TASK OBJECTIVE:
Extract each line holding the word "OnceLock" from the entries.

........

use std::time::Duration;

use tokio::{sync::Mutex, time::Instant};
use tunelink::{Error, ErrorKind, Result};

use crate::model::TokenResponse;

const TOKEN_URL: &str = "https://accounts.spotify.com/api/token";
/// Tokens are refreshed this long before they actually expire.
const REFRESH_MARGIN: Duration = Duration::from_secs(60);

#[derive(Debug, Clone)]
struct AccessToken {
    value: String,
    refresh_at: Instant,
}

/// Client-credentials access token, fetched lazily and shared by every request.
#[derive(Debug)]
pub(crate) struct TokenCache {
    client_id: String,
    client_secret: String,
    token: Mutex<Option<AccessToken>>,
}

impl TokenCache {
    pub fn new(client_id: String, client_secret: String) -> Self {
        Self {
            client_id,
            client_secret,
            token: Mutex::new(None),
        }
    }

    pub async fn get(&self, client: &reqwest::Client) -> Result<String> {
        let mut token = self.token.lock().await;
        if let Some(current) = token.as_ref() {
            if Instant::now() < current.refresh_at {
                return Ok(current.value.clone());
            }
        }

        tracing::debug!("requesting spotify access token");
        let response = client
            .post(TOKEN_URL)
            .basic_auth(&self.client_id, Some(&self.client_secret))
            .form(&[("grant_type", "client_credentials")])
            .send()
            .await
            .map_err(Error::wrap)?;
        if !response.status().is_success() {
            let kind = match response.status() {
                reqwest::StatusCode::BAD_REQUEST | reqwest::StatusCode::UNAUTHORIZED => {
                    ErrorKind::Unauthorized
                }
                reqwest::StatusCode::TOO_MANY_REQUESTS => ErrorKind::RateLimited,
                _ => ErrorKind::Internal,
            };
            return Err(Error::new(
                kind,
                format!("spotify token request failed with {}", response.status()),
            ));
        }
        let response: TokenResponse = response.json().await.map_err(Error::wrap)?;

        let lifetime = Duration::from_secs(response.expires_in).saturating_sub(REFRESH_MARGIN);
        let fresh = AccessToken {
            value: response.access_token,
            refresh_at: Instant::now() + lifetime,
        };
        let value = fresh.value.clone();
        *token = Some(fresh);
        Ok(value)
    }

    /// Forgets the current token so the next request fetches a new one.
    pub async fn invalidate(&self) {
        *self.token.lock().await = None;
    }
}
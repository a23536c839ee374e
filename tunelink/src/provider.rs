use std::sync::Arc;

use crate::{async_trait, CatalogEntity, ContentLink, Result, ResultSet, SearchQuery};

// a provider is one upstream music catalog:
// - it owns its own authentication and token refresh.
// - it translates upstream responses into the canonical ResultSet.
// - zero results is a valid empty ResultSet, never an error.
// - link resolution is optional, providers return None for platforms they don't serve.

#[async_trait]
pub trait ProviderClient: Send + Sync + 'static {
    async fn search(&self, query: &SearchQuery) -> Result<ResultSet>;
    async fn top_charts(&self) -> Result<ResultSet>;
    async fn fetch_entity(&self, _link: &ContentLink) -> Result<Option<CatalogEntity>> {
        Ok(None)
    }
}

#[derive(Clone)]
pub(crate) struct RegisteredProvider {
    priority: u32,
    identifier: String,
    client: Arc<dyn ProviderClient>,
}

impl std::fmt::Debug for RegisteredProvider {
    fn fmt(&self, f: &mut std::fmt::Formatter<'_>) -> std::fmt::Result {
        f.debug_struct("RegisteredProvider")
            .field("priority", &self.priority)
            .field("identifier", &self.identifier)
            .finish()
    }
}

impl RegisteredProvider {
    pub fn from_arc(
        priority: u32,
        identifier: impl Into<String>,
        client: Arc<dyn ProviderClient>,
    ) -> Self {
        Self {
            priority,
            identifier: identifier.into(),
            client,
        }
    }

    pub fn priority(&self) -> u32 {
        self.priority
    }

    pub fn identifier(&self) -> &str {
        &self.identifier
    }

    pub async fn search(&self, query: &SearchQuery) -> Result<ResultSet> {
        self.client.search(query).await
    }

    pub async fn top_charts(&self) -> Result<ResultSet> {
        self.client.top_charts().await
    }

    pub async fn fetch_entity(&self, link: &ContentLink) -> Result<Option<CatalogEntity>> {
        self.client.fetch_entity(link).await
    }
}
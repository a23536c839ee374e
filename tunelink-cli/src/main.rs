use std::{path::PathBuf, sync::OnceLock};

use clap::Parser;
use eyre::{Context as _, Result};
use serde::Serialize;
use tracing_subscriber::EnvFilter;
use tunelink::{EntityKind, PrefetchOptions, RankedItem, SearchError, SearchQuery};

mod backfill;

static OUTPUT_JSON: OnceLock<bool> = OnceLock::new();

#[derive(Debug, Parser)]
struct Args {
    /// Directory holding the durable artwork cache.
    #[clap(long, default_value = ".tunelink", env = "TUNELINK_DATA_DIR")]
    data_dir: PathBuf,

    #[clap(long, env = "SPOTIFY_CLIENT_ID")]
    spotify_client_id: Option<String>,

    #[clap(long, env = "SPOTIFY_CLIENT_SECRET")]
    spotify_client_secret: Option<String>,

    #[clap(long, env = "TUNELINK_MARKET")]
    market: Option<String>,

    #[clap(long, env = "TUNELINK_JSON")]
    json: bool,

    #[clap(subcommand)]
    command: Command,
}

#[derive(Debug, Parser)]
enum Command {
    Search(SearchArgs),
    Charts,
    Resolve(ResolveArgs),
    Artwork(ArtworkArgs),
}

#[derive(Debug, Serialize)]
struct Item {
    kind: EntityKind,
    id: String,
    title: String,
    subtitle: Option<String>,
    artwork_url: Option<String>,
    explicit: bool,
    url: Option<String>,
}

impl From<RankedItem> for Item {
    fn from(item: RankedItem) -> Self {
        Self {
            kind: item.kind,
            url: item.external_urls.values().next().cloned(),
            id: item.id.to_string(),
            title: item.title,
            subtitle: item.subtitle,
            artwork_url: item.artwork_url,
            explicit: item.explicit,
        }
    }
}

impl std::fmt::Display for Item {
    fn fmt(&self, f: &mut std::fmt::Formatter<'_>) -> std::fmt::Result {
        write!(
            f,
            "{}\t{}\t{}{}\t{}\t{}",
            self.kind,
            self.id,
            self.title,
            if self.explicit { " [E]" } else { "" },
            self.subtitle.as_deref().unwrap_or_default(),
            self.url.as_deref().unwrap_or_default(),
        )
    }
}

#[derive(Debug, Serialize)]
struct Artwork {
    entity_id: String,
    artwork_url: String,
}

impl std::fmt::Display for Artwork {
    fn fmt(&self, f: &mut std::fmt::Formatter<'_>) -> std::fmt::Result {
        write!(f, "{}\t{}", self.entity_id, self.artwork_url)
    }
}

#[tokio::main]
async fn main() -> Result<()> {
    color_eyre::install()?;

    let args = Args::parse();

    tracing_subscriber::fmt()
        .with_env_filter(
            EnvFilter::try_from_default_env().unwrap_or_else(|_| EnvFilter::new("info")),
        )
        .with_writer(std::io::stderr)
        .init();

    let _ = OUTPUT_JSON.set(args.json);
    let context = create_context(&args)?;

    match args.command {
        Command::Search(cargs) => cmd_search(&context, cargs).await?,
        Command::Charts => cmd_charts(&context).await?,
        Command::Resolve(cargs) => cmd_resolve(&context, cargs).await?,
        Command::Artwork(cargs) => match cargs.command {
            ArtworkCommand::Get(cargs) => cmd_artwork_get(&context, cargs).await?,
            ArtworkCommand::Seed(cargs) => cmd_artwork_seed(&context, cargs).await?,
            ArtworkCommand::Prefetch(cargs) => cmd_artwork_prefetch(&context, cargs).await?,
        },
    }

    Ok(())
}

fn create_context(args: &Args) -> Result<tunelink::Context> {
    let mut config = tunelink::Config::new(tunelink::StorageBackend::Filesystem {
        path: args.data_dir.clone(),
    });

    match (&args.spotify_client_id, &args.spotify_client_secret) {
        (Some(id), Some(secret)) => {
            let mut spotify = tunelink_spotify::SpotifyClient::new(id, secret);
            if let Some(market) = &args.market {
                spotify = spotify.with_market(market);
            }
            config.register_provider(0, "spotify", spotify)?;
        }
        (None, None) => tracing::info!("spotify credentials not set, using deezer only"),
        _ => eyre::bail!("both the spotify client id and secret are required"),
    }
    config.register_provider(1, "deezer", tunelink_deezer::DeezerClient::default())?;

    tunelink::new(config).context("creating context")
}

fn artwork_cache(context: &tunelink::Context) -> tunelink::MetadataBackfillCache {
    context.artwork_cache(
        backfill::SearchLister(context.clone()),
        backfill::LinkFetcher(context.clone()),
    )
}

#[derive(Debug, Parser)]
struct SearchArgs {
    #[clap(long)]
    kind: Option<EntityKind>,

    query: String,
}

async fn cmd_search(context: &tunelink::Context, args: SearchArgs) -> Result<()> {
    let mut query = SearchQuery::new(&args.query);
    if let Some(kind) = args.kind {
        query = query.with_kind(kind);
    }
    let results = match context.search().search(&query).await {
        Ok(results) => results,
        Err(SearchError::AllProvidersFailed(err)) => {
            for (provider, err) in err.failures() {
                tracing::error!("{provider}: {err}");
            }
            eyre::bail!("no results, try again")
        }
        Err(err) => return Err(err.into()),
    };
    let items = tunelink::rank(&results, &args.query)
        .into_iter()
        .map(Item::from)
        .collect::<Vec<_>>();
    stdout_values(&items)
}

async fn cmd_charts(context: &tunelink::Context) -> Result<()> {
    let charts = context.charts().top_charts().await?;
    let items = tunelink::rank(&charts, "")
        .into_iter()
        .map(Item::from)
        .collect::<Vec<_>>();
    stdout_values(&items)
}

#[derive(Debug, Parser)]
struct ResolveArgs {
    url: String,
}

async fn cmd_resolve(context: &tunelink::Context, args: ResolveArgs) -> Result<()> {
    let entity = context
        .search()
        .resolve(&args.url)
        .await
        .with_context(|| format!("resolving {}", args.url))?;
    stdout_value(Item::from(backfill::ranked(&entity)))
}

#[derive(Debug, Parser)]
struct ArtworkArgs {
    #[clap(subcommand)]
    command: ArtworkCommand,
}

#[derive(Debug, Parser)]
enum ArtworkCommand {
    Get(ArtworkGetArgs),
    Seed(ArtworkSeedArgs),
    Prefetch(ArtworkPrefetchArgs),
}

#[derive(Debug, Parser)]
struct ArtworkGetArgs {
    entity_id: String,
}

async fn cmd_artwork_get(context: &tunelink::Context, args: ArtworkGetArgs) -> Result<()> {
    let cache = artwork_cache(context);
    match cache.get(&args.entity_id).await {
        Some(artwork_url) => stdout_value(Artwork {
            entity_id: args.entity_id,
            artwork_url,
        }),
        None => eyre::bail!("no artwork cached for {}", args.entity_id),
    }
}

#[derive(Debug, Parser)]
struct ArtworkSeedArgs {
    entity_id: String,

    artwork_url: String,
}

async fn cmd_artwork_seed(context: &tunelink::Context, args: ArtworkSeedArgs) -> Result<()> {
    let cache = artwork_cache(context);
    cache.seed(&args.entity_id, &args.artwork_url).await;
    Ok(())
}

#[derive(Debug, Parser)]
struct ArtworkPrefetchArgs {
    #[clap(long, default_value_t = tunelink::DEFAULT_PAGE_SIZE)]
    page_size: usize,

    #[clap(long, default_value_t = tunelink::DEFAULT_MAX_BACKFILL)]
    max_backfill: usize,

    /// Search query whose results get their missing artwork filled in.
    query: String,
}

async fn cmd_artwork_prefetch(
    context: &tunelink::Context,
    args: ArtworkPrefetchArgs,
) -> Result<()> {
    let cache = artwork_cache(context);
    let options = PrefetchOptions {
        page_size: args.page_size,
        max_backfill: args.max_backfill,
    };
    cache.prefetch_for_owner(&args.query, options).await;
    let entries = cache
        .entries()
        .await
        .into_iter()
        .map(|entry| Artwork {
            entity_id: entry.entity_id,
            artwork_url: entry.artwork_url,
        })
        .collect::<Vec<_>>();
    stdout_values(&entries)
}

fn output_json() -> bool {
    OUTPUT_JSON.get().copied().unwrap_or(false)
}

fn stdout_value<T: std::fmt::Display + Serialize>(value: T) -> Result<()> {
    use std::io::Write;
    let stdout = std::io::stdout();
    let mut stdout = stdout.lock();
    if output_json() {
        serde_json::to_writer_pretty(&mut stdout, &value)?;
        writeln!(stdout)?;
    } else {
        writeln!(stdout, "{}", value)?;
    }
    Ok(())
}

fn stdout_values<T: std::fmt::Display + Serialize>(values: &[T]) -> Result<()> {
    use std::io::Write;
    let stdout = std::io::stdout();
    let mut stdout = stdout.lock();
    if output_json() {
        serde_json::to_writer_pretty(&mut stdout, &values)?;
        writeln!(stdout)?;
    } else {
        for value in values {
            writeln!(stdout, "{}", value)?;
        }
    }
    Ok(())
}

........

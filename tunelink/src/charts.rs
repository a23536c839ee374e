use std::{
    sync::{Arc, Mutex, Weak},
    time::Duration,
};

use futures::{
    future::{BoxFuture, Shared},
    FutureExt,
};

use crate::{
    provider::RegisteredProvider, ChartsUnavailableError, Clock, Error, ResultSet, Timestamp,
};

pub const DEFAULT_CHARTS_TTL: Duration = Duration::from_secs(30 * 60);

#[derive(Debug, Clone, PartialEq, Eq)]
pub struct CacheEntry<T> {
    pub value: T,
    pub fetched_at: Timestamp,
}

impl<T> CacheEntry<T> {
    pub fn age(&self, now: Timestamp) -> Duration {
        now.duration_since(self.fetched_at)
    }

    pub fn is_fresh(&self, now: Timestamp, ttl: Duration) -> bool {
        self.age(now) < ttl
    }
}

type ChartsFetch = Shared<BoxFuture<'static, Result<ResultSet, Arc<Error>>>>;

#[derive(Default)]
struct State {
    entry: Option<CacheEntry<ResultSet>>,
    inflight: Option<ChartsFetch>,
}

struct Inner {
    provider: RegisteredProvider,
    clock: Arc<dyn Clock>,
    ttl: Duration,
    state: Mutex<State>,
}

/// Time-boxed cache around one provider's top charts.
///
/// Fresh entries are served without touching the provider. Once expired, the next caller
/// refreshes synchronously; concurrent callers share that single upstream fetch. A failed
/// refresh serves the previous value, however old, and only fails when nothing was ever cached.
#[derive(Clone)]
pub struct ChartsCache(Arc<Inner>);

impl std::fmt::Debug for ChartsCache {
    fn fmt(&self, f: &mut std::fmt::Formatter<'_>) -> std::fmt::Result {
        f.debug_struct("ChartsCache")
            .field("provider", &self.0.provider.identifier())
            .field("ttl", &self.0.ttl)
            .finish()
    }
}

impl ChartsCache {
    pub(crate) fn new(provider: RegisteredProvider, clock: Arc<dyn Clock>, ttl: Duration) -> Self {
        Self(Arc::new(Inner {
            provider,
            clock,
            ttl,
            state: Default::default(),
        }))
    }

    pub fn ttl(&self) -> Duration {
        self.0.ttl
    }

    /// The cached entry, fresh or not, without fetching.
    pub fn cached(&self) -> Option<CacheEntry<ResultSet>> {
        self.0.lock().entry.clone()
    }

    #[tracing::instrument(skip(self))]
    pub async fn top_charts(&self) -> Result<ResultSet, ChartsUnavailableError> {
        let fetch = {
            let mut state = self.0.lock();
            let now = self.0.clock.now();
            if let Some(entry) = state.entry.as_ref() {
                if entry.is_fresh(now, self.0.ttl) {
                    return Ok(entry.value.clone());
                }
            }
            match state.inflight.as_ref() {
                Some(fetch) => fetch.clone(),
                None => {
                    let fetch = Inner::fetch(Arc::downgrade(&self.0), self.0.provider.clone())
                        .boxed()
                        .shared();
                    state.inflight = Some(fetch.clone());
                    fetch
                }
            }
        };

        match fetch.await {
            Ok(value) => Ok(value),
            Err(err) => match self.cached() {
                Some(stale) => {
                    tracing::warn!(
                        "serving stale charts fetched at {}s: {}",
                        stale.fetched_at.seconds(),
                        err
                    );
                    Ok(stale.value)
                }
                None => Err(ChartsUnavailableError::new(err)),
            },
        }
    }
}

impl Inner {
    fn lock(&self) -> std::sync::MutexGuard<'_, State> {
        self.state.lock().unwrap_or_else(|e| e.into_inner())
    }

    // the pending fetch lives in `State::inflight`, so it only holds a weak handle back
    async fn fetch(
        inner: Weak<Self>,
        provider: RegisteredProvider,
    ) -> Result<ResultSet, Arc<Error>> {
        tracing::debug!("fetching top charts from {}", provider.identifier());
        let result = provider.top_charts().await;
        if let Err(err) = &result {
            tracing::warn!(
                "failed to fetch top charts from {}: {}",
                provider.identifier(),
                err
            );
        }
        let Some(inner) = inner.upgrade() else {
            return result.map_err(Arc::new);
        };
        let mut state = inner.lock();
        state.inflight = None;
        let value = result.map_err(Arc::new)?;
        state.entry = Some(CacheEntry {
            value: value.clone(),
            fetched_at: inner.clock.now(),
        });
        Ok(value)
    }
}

........

OUTPUT:
use std::{path::PathBuf, sync::OnceLock};
static OUTPUT_JSON: OnceLock<bool> = OnceLock::new();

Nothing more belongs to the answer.